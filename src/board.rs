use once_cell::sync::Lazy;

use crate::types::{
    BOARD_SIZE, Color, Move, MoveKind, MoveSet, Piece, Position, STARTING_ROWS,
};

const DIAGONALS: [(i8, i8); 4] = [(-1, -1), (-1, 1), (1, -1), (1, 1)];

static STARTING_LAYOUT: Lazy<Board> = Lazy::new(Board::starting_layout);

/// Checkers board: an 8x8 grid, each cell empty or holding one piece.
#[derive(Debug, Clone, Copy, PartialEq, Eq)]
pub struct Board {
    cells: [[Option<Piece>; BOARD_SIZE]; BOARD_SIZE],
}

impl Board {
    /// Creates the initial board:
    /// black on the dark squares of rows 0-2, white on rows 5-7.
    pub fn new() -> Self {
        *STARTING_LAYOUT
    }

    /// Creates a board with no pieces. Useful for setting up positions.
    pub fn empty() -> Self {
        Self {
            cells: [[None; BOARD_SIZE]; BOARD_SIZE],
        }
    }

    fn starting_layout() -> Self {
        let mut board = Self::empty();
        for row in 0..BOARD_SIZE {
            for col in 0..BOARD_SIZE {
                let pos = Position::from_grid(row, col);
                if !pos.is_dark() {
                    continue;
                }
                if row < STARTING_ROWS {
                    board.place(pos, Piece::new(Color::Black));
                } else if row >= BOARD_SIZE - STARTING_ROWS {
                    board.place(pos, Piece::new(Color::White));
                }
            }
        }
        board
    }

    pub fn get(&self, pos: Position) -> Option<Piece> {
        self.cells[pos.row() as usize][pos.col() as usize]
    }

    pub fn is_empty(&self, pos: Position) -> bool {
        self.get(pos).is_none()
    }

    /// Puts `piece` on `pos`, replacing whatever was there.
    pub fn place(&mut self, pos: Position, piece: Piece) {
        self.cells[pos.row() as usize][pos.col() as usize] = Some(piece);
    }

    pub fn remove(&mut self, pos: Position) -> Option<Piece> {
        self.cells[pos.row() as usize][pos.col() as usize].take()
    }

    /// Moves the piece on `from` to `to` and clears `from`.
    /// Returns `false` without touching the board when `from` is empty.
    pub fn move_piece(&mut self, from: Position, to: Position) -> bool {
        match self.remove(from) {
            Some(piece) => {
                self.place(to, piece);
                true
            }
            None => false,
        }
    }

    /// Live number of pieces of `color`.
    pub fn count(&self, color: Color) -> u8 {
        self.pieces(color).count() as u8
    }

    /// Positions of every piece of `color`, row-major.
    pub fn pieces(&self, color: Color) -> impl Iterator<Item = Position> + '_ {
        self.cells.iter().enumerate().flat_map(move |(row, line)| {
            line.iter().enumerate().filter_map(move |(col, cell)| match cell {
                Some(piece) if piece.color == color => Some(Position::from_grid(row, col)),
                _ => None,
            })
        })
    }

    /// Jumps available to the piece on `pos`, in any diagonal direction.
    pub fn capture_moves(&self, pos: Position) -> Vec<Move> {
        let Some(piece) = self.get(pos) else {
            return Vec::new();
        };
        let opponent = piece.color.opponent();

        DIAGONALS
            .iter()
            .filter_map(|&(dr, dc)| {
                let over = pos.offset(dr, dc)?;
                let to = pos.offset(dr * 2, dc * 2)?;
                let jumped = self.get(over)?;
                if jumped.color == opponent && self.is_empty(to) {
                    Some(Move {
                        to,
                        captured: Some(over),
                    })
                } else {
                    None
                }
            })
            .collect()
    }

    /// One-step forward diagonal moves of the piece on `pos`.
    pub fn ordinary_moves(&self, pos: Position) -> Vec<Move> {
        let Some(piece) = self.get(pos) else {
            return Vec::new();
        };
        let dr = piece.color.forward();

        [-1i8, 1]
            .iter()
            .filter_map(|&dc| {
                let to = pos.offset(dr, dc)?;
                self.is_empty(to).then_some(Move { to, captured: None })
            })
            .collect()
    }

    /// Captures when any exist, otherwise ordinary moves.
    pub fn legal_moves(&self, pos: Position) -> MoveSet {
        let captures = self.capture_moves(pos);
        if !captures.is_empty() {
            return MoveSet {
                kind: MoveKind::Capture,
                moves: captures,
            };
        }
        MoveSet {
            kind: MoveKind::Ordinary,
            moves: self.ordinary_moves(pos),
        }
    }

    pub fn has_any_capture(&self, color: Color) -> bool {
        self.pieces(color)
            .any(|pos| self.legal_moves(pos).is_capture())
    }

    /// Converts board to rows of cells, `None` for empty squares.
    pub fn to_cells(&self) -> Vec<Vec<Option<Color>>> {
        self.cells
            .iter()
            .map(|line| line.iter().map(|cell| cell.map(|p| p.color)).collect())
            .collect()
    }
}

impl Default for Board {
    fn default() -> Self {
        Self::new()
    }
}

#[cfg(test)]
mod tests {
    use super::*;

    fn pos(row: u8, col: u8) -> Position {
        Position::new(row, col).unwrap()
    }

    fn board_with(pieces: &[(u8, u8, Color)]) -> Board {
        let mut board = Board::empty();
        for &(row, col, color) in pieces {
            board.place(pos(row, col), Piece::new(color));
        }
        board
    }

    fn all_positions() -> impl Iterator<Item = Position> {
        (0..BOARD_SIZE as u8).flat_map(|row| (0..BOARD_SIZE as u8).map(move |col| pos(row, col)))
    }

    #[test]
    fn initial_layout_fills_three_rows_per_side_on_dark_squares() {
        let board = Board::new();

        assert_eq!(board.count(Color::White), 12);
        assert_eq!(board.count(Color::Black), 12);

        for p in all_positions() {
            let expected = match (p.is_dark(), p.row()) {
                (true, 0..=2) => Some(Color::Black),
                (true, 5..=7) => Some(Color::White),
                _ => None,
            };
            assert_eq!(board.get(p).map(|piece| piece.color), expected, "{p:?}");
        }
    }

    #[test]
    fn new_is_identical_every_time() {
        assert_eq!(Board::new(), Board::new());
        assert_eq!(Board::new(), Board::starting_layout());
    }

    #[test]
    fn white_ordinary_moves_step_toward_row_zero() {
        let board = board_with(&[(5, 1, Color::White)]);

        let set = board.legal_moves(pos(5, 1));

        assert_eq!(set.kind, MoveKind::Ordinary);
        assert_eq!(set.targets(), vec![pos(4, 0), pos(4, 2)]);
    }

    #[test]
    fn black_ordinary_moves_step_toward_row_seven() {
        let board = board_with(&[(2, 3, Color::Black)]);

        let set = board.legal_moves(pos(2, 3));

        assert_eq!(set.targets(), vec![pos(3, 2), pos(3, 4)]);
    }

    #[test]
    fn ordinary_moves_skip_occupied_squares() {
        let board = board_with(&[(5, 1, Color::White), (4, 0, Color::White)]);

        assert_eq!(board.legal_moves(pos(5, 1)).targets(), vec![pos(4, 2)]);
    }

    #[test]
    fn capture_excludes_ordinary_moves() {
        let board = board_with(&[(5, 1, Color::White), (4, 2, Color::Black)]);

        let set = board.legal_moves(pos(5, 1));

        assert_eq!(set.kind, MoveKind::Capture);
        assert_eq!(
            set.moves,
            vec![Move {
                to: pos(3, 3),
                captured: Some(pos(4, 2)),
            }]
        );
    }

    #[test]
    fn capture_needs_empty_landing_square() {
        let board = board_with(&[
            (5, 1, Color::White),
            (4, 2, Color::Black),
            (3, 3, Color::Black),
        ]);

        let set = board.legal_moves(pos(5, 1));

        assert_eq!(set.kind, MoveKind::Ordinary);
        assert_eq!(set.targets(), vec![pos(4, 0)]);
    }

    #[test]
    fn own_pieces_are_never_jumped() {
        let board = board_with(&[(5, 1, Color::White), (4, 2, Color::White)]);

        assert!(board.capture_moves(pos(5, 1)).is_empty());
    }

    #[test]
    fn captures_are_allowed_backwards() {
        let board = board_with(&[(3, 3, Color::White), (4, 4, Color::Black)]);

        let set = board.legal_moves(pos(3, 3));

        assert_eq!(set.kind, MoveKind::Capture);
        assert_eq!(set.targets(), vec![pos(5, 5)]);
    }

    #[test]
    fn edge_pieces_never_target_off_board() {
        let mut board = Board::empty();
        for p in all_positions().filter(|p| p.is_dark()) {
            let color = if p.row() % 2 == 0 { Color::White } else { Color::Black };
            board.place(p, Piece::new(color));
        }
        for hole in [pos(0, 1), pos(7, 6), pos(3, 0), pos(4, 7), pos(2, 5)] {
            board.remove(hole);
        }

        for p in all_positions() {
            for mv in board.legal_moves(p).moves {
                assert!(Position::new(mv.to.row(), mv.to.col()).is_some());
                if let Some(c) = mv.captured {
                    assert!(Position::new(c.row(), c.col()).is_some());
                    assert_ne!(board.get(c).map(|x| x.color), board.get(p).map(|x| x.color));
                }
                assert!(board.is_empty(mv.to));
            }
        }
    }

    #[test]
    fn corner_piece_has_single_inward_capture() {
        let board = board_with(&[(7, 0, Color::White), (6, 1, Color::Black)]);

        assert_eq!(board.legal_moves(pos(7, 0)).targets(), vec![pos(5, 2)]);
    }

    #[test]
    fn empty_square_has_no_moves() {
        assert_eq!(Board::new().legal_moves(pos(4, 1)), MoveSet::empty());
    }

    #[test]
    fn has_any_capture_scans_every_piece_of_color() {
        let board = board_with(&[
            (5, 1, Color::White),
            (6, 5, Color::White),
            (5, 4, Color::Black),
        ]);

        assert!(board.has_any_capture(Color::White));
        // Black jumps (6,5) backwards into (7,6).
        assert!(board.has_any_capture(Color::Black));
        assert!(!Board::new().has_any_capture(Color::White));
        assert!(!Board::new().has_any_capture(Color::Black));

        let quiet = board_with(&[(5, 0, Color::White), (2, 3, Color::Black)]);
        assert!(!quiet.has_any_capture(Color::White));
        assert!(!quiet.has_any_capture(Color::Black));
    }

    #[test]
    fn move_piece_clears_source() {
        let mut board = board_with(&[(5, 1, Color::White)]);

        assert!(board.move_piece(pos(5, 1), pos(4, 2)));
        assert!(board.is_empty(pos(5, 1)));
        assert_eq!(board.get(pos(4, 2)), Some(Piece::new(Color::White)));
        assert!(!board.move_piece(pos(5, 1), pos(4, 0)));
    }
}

************

◆ WHAT TO WORK ON ◆
All lines above in which the word "false" occurs should be identified and copied.

◆ RESPONSE ◆
    /// Returns `false` without touching the board when `from` is empty.
            None => false,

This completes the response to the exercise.